Oh Dios, nos rechazaste (Salmo 59)

Qué doloroso es la experiencia del salmista. Siente, en lo profundo de su corazón, que Dios lo ha rechazado, ha rechazado a su pueblo, a su familia… Siente que lo ha agrietado, que lo ha sacudido, que lo ha hecho sufrir un desastre… Y le pide que vuelva, que repare el daño, que lo auxilie de nuevo…

Si me paro a pensar, me da cierto reparo pensar que el salmista, no es que sienta que Dios le ha abandonado en su sufrimiento, sino que el sufrimiento ha sido mandado por Dios mismo. Me producen rechazo esos sentimientos… porque yo creo en un Dios que no me «envía» el mal, que no me hace sufrir, que no me manda castigos por mis pecados… Pero a la vez intento ponerme en el lugar de ese pueblo, de ese salmista, que ha visto como se ha venido abajo todo, todo, todo… cómo sigue envuelto en calamidades infinitas… cómo llega un momento en que puedes llegar a sentir que Dios no sólo lo permite sino que puede estar detrás de tanta calamidad… que puedes haber sido tan malo como para airarlo de esa manera…

Sentimientos humanos. Sentimientos legítimos. Sentimientos que, a la postre y aunque parezca lo contrario, nos acercan al Padre. El salmista acaba pidiendo auxilio y reconociendo que solo nada puede. Es una experiencia personal e intransferible. Y el Padre la conoce…

Un abrazo fraterno

¿Por qué os agobiais? (Mateo 6, 24-34)

Si tuviera que elegir una frase o sentencia del Evangelio creo que, sin duda, elegiría una de las que cierra este hermosísimo pasaje del Evangelio: «Buscad el Reino de Dios y su justicia y lo demás se os dará por añadidura. No os agobieis por el mañana…«.

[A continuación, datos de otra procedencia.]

#[cfg(test)]
mod tests {
    use super::*;
    use geoquiz_core::{Catalog, GameMode, MemorySnapshotStore, SessionSettings};

    #[test]
    fn test_parse_input() {
        assert_eq!(parse_input("  France "), Command::Guess("France".to_string()));
        assert_eq!(parse_input(""), Command::Continue);
        assert_eq!(parse_input(":END"), Command::End);
        assert_eq!(parse_input(":mode  oceania "), Command::Mode("oceania".to_string()));
        assert_eq!(parse_input(":lang fr"), Command::Lang("fr".to_string()));
        assert_eq!(parse_input(":y"), Command::Confirm);
        assert_eq!(parse_input(":hint tx"), Command::Hint("tx".to_string()));
        assert_eq!(parse_input(":hint"), Command::Unknown(":hint".to_string()));
        assert_eq!(parse_input(":mode"), Command::Unknown(":mode".to_string()));
        assert_eq!(parse_input(":dance"), Command::Unknown(":dance".to_string()));
    }

    #[test]
    fn test_format_clock() {
        assert_eq!(format_clock(0), "00:00");
        assert_eq!(format_clock(905), "15:05");
    }

    #[test]
    fn test_game_persists_and_confirms_mode_change() {
        let catalog = Catalog::load_dir(&Catalog::bundled_data_dir()).unwrap();
        let store = MemorySnapshotStore::new();
        let session = Session::new(&catalog, GameMode::Classic, SessionSettings::default());
        let mut game = Game::new(session, &store);

        game.handle(Command::Guess("Denmark".to_string()));
        assert!(store.load().unwrap().unwrap().contains("\"GL\""));

        game.handle(Command::Mode("oceania".to_string()));
        assert_eq!(game.session().mode(), &GameMode::Classic);
        // Any other input cancels
        game.handle(Command::Progress);
        assert_eq!(game.session().mode(), &GameMode::Classic);

        game.handle(Command::Mode("oceania".to_string()));
        game.handle(Command::Confirm);
        assert_eq!(game.session().mode().slug(), "oceania");
        assert_eq!(store.load().unwrap(), None);
    }

    #[test]
    fn test_hints_advance_per_code_and_stop_at_the_last_level() {
        let catalog = Catalog::load_dir(&Catalog::bundled_data_dir()).unwrap();
        let store = MemorySnapshotStore::new();
        let session = Session::new(&catalog, GameMode::UsStates, SessionSettings::default());
        let mut game = Game::new(session, &store);

        game.handle(Command::Hint("tx".to_string()));
        game.handle(Command::Hint("TX".to_string()));
        assert_eq!(game.hints_shown.get("TX"), Some(&2));

        for _ in 0..10 {
            game.handle(Command::Hint("TX".to_string()));
        }
        assert_eq!(game.hints_shown.get("TX"), Some(&6));

        // Unknown codes are reported, not recorded
        game.handle(Command::Hint("ZZ".to_string()));
        assert!(!game.hints_shown.contains_key("ZZ"));

        game.handle(Command::Restart);
        assert!(game.hints_shown.is_empty());
    }

    #[test]
    fn test_territory_notice_is_held() {
        let catalog = Catalog::load_dir(&Catalog::bundled_data_dir()).unwrap();
        let store = MemorySnapshotStore::new();
        let session = Session::new(&catalog, GameMode::Classic, SessionSettings::default());
        let mut game = Game::new(session, &store);

        game.handle(Command::Guess("Greenland".to_string()));
        assert!(game.notice_held());
        game.handle(Command::Guess("Peru".to_string()));
        assert!(!game.notice_held());
    }

    #[test]
    fn test_penalty_is_saved_immediately() {
        let catalog = Catalog::load_dir(&Catalog::bundled_data_dir()).unwrap();
        let store = MemorySnapshotStore::new();
        let session = Session::new(&catalog, GameMode::Classic, SessionSettings::default());
        let mut game = Game::new(session, &store);

        game.handle(Command::Guess("Peru".to_string()));
        game.handle(Command::Guess("Qwertyuiop".to_string()));
        let saved = store.load().unwrap().unwrap();
        assert!(saved.contains("\"time\":5"));
        assert!(saved.contains("\"streak\":0"));
    }

    #[test]
    fn test_ended_game_is_not_saved() {
        let catalog = Catalog::load_dir(&Catalog::bundled_data_dir()).unwrap();
        let store = MemorySnapshotStore::new();
        let session = Session::new(&catalog, GameMode::Classic, SessionSettings::default());
        let mut game = Game::new(session, &store);

        game.handle(Command::Guess("Peru".to_string()));
        game.handle(Command::End);
        game.save_on_exit();
        assert_eq!(store.load().unwrap(), None);
        assert_eq!(game.handle(Command::Quit), Flow::Quit);
    }
}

No me gusta porque sea especialmente bonita sino porque es la creencia alrededor de la cual he construido mi vida y gira con cierta fluidez. ME LO CREO EN LO PROFUNDO. ¡ME LO CREO! Creo profundamente que soy hijo y que mi Padre me cuida. Y creo profundamente que si trabajo por el Reino nada tengo que temer. Y esto no es una creencia frívola. No es que crea que nada doloroso vaya a sucederme, que mis problemas desaparecerán, que no sufriré enfermedades o injusticias… No es eso. Es la convicción profunda de que si mi vida y la de familia tiene como principal parámetro sobre el que girar a Dios… si me la juego por Él… ¡Él se la juega por mi!

El miedo desaparece y la insana preocupación ante las dificultades. Con Dios de la mano, nada hay que temer.